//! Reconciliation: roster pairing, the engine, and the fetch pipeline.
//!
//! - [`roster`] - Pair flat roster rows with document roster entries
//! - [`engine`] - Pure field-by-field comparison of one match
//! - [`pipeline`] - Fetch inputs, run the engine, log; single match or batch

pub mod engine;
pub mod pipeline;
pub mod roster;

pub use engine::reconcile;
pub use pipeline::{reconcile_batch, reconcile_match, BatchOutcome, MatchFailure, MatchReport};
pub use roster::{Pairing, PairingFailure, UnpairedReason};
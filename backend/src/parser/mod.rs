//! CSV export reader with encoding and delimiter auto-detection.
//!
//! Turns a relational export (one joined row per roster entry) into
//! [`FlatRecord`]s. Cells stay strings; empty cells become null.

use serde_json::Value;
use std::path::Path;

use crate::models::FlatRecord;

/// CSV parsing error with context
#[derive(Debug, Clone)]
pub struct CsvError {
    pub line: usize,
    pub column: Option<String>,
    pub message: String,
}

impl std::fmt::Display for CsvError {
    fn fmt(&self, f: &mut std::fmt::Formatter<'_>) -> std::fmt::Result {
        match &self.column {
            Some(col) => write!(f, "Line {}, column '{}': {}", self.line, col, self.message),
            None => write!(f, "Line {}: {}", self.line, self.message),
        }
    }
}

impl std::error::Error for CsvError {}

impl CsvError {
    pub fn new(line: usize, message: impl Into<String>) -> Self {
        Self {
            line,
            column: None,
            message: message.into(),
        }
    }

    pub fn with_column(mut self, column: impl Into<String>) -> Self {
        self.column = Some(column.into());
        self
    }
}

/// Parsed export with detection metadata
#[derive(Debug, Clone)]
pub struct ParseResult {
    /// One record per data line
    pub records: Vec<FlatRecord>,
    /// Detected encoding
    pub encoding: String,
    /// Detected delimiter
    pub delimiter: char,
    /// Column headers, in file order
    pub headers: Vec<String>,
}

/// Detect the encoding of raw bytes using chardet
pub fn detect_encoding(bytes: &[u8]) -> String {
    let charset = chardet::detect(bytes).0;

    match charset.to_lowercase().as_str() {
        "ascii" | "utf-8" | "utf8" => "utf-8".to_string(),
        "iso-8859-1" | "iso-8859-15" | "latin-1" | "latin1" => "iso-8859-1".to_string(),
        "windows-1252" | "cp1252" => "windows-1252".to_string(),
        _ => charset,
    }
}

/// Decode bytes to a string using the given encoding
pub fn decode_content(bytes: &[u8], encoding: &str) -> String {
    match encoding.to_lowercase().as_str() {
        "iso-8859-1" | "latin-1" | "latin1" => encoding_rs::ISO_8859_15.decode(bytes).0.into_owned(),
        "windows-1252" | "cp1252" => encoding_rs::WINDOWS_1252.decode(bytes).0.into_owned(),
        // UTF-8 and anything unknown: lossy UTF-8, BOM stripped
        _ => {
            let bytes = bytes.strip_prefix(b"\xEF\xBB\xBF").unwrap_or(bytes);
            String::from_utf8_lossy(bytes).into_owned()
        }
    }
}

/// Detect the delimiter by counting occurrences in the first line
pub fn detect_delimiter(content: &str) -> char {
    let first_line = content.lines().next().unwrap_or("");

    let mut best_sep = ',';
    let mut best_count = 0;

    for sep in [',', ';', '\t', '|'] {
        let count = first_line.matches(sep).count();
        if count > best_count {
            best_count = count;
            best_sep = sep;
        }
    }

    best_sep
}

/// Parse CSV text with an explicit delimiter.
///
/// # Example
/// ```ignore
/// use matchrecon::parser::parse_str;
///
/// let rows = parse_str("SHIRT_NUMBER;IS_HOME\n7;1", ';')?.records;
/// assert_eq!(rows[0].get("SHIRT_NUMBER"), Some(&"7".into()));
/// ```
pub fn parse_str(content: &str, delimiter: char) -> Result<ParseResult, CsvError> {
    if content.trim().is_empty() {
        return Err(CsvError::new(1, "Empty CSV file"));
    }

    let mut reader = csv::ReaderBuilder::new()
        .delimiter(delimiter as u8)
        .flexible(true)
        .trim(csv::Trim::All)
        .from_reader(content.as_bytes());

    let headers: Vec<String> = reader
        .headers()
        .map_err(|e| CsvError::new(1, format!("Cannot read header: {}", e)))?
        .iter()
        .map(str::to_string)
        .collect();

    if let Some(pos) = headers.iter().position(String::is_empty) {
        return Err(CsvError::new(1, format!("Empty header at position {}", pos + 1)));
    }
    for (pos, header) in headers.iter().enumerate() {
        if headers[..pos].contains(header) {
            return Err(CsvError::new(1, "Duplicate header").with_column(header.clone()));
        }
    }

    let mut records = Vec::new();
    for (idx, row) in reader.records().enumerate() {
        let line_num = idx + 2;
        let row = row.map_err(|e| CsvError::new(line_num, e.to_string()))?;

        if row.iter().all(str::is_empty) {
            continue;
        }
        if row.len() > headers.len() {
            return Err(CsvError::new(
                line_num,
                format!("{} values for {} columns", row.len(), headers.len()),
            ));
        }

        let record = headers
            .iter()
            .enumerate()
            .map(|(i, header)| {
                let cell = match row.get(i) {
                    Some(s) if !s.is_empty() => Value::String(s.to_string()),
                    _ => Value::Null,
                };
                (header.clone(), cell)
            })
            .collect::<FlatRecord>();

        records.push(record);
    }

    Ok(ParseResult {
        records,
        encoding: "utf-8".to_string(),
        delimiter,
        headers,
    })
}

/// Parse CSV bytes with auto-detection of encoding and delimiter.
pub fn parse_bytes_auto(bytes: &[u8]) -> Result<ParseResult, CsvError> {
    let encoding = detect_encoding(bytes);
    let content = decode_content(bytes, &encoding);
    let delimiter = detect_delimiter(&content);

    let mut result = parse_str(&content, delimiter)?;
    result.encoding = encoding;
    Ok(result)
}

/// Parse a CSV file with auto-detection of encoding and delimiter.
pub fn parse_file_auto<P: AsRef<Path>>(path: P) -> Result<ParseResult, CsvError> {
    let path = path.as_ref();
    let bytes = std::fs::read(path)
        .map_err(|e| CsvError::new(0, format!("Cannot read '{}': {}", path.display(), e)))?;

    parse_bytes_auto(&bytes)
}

▸ **Work request**
The entries are to be transcribed exactly, each line in full.

▸ **Exercise solution**
//! Reconciliation: roster pairing, the engine, and the fetch pipeline.
//!
//! - [`roster`] - Pair flat roster rows with document roster entries
//! - [`engine`] - Pure field-by-field comparison of one match
//! - [`pipeline`] - Fetch inputs, run the engine, log; single match or batch

pub mod engine;
pub mod pipeline;
pub mod roster;

pub use engine::reconcile;
pub use pipeline::{reconcile_batch, reconcile_match, BatchOutcome, MatchFailure, MatchReport};
pub use roster::{Pairing, PairingFailure, UnpairedReason};
filename backend/src/parser/mod.rs
//! CSV export reader with encoding and delimiter auto-detection.
//!
//! Turns a relational export (one joined row per roster entry) into
//! [`FlatRecord`]s. Cells stay strings; empty cells become null.

use serde_json::Value;
use std::path::Path;

use crate::models::FlatRecord;

/// CSV parsing error with context
#[derive(Debug, Clone)]
pub struct CsvError {
    pub line: usize,
    pub column: Option<String>,
    pub message: String,
}

impl std::fmt::Display for CsvError {
    fn fmt(&self, f: &mut std::fmt::Formatter<'_>) -> std::fmt::Result {
        match &self.column {
            Some(col) => write!(f, "Line {}, column '{}': {}", self.line, col, self.message),
            None => write!(f, "Line {}: {}", self.line, self.message),
        }
    }
}

impl std::error::Error for CsvError {}

impl CsvError {
    pub fn new(line: usize, message: impl Into<String>) -> Self {
        Self {
            line,
            column: None,
            message: message.into(),
        }
    }

    pub fn with_column(mut self, column: impl Into<String>) -> Self {
        self.column = Some(column.into());
        self
    }
}

/// Parsed export with detection metadata
#[derive(Debug, Clone)]
pub struct ParseResult {
    /// One record per data line
    pub records: Vec<FlatRecord>,
    /// Detected encoding
    pub encoding: String,
    /// Detected delimiter
    pub delimiter: char,
    /// Column headers, in file order
    pub headers: Vec<String>,
}

/// Detect the encoding of raw bytes using chardet
pub fn detect_encoding(bytes: &[u8]) -> String {
    let charset = chardet::detect(bytes).0;

    match charset.to_lowercase().as_str() {
        "ascii" | "utf-8" | "utf8" => "utf-8".to_string(),
        "iso-8859-1" | "iso-8859-15" | "latin-1" | "latin1" => "iso-8859-1".to_string(),
        "windows-1252" | "cp1252" => "windows-1252".to_string(),
        _ => charset,
    }
}

/// Decode bytes to a string using the given encoding
pub fn decode_content(bytes: &[u8], encoding: &str) -> String {
    match encoding.to_lowercase().as_str() {
        "iso-8859-1" | "latin-1" | "latin1" => encoding_rs::ISO_8859_15.decode(bytes).0.into_owned(),
        "windows-1252" | "cp1252" => encoding_rs::WINDOWS_1252.decode(bytes).0.into_owned(),
        // UTF-8 and anything unknown: lossy UTF-8, BOM stripped
        _ => {
            let bytes = bytes.strip_prefix(b"\xEF\xBB\xBF").unwrap_or(bytes);
            String::from_utf8_lossy(bytes).into_owned()
        }
    }
}

/// Detect the delimiter by counting occurrences in the first line
pub fn detect_delimiter(content: &str) -> char {
    let first_line = content.lines().next().unwrap_or("");

    let mut best_sep = ',';
    let mut best_count = 0;

    for sep in [',', ';', '\t', '|'] {
        let count = first_line.matches(sep).count();
        if count > best_count {
            best_count = count;
            best_sep = sep;
        }
    }

    best_sep
}

/// Parse CSV text with an explicit delimiter.
///
/// # Example
/// ```ignore
/// use matchrecon::parser::parse_str;
///
/// let rows = parse_str("SHIRT_NUMBER;IS_HOME\n7;1", ';')?.records;
/// assert_eq!(rows[0].get("SHIRT_NUMBER"), Some(&"7".into()));
/// ```
pub fn parse_str(content: &str, delimiter: char) -> Result<ParseResult, CsvError> {
    if content.trim().is_empty() {
        return Err(CsvError::new(1, "Empty CSV file"));
    }

    let mut reader = csv::ReaderBuilder::new()
        .delimiter(delimiter as u8)
        .flexible(true)
        .trim(csv::Trim::All)
        .from_reader(content.as_bytes());

    let headers: Vec<String> = reader
        .headers()
        .map_err(|e| CsvError::new(1, format!("Cannot read header: {}", e)))?
        .iter()
        .map(str::to_string)
        .collect();

    if let Some(pos) = headers.iter().position(String::is_empty) {
        return Err(CsvError::new(1, format!("Empty header at position {}", pos + 1)));
    }
    for (pos, header) in headers.iter().enumerate() {
        if headers[..pos].contains(header) {
            return Err(CsvError::new(1, "Duplicate header").with_column(header.clone()));
        }
    }

    let mut records = Vec::new();
    for (idx, row) in reader.records().enumerate() {
        let line_num = idx + 2;
        let row = row.map_err(|e| CsvError::new(line_num, e.to_string()))?;

        if row.iter().all(str::is_empty) {
            continue;
        }
        if row.len() > headers.len() {
            return Err(CsvError::new(
                line_num,
                format!("{} values for {} columns", row.len(), headers.len()),
            ));
        }

        let record = headers
            .iter()
            .enumerate()
            .map(|(i, header)| {
                let cell = match row.get(i) {
                    Some(s) if !s.is_empty() => Value::String(s.to_string()),
                    _ => Value::Null,
                };
                (header.clone(), cell)
            })
            .collect::<FlatRecord>();

        records.push(record);
    }

    Ok(ParseResult {
        records,
        encoding: "utf-8".to_string(),
        delimiter,
        headers,
    })
}

/// Parse CSV bytes with auto-detection of encoding and delimiter.
pub fn parse_bytes_auto(bytes: &[u8]) -> Result<ParseResult, CsvError> {
    let encoding = detect_encoding(bytes);
    let content = decode_content(bytes, &encoding);
    let delimiter = detect_delimiter(&content);

    let mut result = parse_str(&content, delimiter)?;
    result.encoding = encoding;
    Ok(result)
}

/// Parse a CSV file with auto-detection of encoding and delimiter.
pub fn parse_file_auto<P: AsRef<Path>>(path: P) -> Result<ParseResult, CsvError> {
    let path = path.as_ref();
    let bytes = std::fs::read(path)
        .map_err(|e| CsvError::new(0, format!("Cannot read '{}': {}", path.display(), e)))?;

    parse_bytes_auto(&bytes)
}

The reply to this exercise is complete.